Revision 1 - 13 September 2020

All data is little-endian. Blocks are 512 bytes in length; if the block size of the underlying storage medium diverges like that, implementations will need to be prepared to convert. Block addresses are pointers to 512-byte blocks, such that block address 0 points to byte 0, block address 1 points to byte 512, block address 2 to byte 1024, and so forth.

CONCEPTS:

1. Data Space

A data space is the atomic unit of storage in the CosmOS Disk Format. These are the on-disk structures that hold user data, and are designed to be transcluded within multiple presentations. This enables not just reuse of data (space efficiency is NOT a design goal here, and in fact the fragmentation means that this will probably be less space-efficient than a traditional filesystem except in extreme cases of repetitive transclusion), but also (more importantly) automatic updating of shared contents between multiple presentations.

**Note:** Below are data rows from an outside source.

//! # ECDSA Recovery (secp256k1)
//!
//! Recovers the signing identity from a payload digest and an (r, s, v)
//! signature, and derives its 20-byte address.
//!
//! ## Security Notes
//!
//! - **Malleability Prevention (EIP-2)**: S must be strictly less than half
//!   the curve order.
//! - **Scalar Range Validation**: R and S must be in `[1, n-1]`.
//! - **Constant-Time Comparisons**: scalar checks use the `subtle` crate.

use super::entities::EcdsaSignature;
use super::errors::SignatureError;
use k256::ecdsa::{RecoveryId, Signature, VerifyingKey};
use registry_types::{Address, Hash};
use sha3::{Digest, Keccak256};
use subtle::{Choice, ConstantTimeEq};

/// secp256k1 curve order n.
const SECP256K1_ORDER: [u8; 32] = [
    0xFF, 0xFF, 0xFF, 0xFF, 0xFF, 0xFF, 0xFF, 0xFF, 0xFF, 0xFF, 0xFF, 0xFF, 0xFF, 0xFF, 0xFF, 0xFE,
    0xBA, 0xAE, 0xDC, 0xE6, 0xAF, 0x48, 0xA0, 0x3B, 0xBF, 0xD2, 0x5E, 0x8C, 0xD0, 0x36, 0x41, 0x41,
];

/// Half of the secp256k1 curve order (for the malleability check).
const SECP256K1_HALF_ORDER: [u8; 32] = [
    0x7F, 0xFF, 0xFF, 0xFF, 0xFF, 0xFF, 0xFF, 0xFF, 0xFF, 0xFF, 0xFF, 0xFF, 0xFF, 0xFF, 0xFF, 0xFF,
    0x5D, 0x57, 0x6E, 0x73, 0x57, 0xA4, 0x50, 0x1D, 0xDF, 0xE9, 0x2F, 0x46, 0x68, 0x1B, 0x20, 0xA0,
];

// =============================================================================
// RECOVERY
// =============================================================================

/// Recovers the signer's address from a digest and signature.
///
/// Validates r and s scalar ranges and rejects high-S signatures before
/// attempting recovery.
pub fn recover_signer(digest: &Hash, signature: &EcdsaSignature) -> Result<Address, SignatureError> {
    use zeroize::Zeroize;

    if !is_valid_scalar(&signature.r) || !is_valid_scalar(&signature.s) {
        return Err(SignatureError::InvalidFormat);
    }

    if !is_low_s(&signature.s) {
        return Err(SignatureError::MalleableSignature);
    }

    let recovery_id = parse_recovery_id(signature.v)?;

    let mut sig_bytes = [0u8; 64];
    sig_bytes[..32].copy_from_slice(&signature.r);
    sig_bytes[32..].copy_from_slice(&signature.s);

    let sig = match Signature::from_slice(&sig_bytes) {
        Ok(s) => {
            sig_bytes.zeroize();
            s
        }
        Err(_) => {
            sig_bytes.zeroize();
            return Err(SignatureError::InvalidFormat);
        }
    };

    let recovered_key = VerifyingKey::recover_from_prehash(digest.as_bytes(), &sig, recovery_id)
        .map_err(|_| SignatureError::RecoveryFailed)?;

    Ok(address_from_pubkey(&recovered_key))
}

/// Derives a 20-byte address from a public key: the last 20 bytes of the
/// Keccak-256 hash of the uncompressed key (without the 0x04 prefix).
#[must_use]
pub fn address_from_pubkey(public_key: &VerifyingKey) -> Address {
    let encoded = public_key.to_encoded_point(false);
    let pubkey_bytes = encoded.as_bytes();

    let mut hasher = Keccak256::new();
    hasher.update(&pubkey_bytes[1..]);
    let hash = hasher.finalize();

    let mut address = [0u8; 20];
    address.copy_from_slice(&hash[12..]);
    Address::new(address)
}

// =============================================================================
// SCALAR VALIDATION
// =============================================================================

/// Checks that S is strictly below half the curve order (EIP-2).
fn is_low_s(s: &[u8; 32]) -> bool {
    ct_less_than(s, &SECP256K1_HALF_ORDER)
}

/// Checks that a scalar is in `[1, n-1]`.
fn is_valid_scalar(scalar: &[u8; 32]) -> bool {
    let mut is_zero = Choice::from(1u8);
    for &byte in scalar {
        is_zero &= byte.ct_eq(&0u8);
    }

    let less = ct_less_than(scalar, &SECP256K1_ORDER);
    bool::from(!is_zero) && less
}

/// Constant-time big-endian `a < b` over 32-byte values.
fn ct_less_than(a: &[u8; 32], b: &[u8; 32]) -> bool {
    let mut less = Choice::from(0u8);
    let mut greater = Choice::from(0u8);

    for i in 0..32 {
        let not_decided = !(less | greater);
        let byte_less = Choice::from((a[i] < b[i]) as u8);
        let byte_greater = Choice::from((a[i] > b[i]) as u8);

        less |= not_decided & byte_less;
        greater |= not_decided & byte_greater;
    }

    less.into()
}

/// Parses a recovery id from a v value. Valid values: 0, 1, 27, 28.
fn parse_recovery_id(v: u8) -> Result<RecoveryId, SignatureError> {
    let id = match v {
        0 | 27 => 0,
        1 | 28 => 1,
        _ => return Err(SignatureError::InvalidRecoveryId(v)),
    };

    RecoveryId::try_from(id).map_err(|_| SignatureError::InvalidRecoveryId(v))
}

/// Computes `n - s` (the malleable twin of a signature's S value).
#[must_use]
pub fn invert_s(s: &[u8; 32]) -> [u8; 32] {
    let mut result = [0u8; 32];
    let mut borrow: i32 = 0;

    for i in (0..32).rev() {
        let diff = i32::from(SECP256K1_ORDER[i]) - i32::from(s[i]) - borrow;
        if diff < 0 {
            result[i] = (diff + 256) as u8;
            borrow = 1;
        } else {
            result[i] = diff as u8;
            borrow = 0;
        }
    }

    result
}

// =============================================================================
// ISSUER-SIDE SIGNING
// =============================================================================

/// Reference implementation of the issuer-side signer.
///
/// The registry only ever verifies; this module exists for issuer tooling
/// and for tests that need to produce signatures the registry accepts.
pub mod signing {
    use super::{invert_s, is_low_s, EcdsaSignature};
    use k256::ecdsa::SigningKey;
    use registry_types::Hash;

    /// Signs a digest, normalizing S to the low half of the curve order and
    /// adjusting the recovery id accordingly.
    ///
    /// # Panics
    /// Panics if signing fails, which cannot happen for a valid key and a
    /// 32-byte digest.
    #[must_use]
    pub fn sign_digest(digest: &Hash, key: &SigningKey) -> EcdsaSignature {
        let (sig, recid) = key
            .sign_prehash_recoverable(digest.as_bytes())
            .expect("signing failed");

        let sig_bytes = sig.to_bytes();
        let mut r = [0u8; 32];
        let mut s = [0u8; 32];
        r.copy_from_slice(&sig_bytes[..32]);
        s.copy_from_slice(&sig_bytes[32..]);

        let s_normalized = if is_low_s(&s) { s } else { invert_s(&s) };

        let v = if s_normalized == s {
            recid.to_byte() + 27
        } else if recid.to_byte() == 0 {
            28
        } else {
            27
        };

        EcdsaSignature {
            r,
            s: s_normalized,
            v,
        }
    }
}

// =============================================================================
// TESTS
// =============================================================================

For example, if a particular data space contains a person's phone number, then if that person's phone number changes only the data space itself has to be updated, and all presentations that transclude the data space will reflect the change. Data spaces can also be forked, which is useful e.g. if a data space's content changes but it is also important to keep the original content accessible for transclusion.

2. Presentation

A presentation is the immediate user-visible data unit. It is most analogous to "documents" in a traditional file system, except it does not actually store any data itself. Instead, it consists of a set of references to data spaces, which may include data spaces for shared data, data spaces for formatting information, or data spaces that describe the relationship among the other data spaces in the presentation. There is no provision for including any data other than data-space references within a presentation.

3. Group

A group is a means of organizing presentations and data spaces. A group can contain any combination of one or more presentations, data spaces, and groups. There is no format-enforced hierarchy: a given data space or presentation can be included in multiple groups, and a group itself can also be included in multiple groups. Circular groups are also allowed: Group A can contain Group B, which can then be modified to include Group A.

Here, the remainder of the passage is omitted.